[GIVEN INFORMATION Boundary: Start]
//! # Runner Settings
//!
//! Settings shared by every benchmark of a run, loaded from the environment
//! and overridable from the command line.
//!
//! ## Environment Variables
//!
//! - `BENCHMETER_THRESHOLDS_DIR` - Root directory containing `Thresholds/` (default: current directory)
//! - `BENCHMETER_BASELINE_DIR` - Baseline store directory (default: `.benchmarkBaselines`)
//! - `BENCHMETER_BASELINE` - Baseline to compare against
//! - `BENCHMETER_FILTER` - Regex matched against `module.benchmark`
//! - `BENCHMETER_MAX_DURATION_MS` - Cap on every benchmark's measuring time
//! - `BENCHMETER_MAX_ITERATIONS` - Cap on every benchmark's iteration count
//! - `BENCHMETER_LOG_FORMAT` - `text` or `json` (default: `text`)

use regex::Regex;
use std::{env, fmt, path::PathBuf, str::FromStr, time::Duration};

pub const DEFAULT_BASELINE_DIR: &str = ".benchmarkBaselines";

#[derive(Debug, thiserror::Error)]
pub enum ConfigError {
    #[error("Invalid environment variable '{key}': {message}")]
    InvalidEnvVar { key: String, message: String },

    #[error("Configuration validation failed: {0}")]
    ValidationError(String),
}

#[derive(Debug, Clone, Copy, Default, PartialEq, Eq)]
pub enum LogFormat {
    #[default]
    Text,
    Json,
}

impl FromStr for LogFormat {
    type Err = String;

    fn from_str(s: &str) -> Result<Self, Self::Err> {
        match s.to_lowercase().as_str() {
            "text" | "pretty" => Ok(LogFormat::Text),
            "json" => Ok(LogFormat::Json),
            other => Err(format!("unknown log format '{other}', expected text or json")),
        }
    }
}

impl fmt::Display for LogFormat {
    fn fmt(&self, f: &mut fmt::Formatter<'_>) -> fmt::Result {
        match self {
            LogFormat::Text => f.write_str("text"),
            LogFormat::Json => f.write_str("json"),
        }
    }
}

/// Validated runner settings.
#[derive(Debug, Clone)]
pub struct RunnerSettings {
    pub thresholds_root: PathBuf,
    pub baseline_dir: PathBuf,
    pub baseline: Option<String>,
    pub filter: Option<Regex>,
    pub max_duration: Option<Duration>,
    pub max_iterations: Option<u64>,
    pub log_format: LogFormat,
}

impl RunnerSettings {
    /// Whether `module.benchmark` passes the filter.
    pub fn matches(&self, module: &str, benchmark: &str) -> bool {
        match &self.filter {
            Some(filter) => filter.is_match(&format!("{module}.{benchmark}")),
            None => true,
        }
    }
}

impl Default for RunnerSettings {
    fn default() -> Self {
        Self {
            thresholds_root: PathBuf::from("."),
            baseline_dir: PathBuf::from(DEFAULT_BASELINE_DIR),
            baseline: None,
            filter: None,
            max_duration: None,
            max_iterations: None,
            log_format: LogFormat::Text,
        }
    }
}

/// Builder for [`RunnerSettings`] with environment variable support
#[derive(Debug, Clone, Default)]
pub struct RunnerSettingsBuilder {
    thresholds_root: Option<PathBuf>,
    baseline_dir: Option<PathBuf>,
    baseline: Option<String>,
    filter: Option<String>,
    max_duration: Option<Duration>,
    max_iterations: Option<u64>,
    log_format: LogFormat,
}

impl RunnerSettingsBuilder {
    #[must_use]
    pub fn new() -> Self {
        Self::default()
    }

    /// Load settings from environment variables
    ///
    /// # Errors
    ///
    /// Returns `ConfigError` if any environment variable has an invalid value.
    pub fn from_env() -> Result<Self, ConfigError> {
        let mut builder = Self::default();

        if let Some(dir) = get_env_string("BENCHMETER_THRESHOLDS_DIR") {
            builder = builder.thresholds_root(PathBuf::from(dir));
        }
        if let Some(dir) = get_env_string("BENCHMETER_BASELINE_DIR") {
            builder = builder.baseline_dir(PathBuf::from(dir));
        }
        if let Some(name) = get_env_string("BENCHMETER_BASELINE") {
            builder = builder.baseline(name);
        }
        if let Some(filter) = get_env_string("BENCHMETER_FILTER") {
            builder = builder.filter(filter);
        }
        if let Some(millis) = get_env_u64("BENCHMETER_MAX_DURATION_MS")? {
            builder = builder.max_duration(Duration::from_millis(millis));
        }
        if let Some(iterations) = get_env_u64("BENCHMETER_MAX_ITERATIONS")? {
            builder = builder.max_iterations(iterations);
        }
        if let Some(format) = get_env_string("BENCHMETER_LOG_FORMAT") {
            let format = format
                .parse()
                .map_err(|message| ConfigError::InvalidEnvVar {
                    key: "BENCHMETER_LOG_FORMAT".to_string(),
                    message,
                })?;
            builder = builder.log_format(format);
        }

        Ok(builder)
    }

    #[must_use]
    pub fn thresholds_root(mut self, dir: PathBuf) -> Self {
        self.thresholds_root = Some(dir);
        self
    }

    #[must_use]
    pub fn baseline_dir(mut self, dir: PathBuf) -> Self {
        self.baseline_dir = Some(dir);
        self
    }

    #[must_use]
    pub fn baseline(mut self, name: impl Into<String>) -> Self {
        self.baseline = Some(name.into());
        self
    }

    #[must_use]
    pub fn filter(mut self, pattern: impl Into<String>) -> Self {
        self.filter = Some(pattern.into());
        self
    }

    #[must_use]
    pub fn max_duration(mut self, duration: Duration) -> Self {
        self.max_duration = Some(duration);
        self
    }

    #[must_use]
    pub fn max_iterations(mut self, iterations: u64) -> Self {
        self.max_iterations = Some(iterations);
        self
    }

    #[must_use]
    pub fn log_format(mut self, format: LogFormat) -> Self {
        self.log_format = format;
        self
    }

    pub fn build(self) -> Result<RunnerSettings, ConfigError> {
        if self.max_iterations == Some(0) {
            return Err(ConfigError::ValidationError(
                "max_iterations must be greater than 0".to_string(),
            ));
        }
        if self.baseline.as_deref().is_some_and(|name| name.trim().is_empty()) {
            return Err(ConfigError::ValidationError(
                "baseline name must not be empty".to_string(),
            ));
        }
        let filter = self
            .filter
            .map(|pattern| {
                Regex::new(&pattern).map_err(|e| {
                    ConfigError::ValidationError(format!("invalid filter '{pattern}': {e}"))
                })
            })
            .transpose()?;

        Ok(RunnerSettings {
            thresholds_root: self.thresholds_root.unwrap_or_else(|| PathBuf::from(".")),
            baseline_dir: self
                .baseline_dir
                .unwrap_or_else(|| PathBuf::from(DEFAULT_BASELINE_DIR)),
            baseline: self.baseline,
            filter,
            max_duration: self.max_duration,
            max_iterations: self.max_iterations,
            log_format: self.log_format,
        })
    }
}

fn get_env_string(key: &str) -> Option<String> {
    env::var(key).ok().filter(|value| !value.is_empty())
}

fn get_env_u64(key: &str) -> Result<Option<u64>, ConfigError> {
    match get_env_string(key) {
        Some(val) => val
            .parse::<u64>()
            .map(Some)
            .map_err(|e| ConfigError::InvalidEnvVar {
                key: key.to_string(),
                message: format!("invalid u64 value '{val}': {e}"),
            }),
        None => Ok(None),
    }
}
[GIVEN INFORMATION Boundary: End]
◆ TASK ITEM: Where a line in the listing above contains "Result", copy that line.

◆ WRITTEN REPLY:
    fn from_str(s: &str) -> Result<Self, Self::Err> {
    fn fmt(&self, f: &mut fmt::Formatter<'_>) -> fmt::Result {
    pub fn from_env() -> Result<Self, ConfigError> {
    pub fn build(self) -> Result<RunnerSettings, ConfigError> {
fn get_env_u64(key: &str) -> Result<Option<u64>, ConfigError> {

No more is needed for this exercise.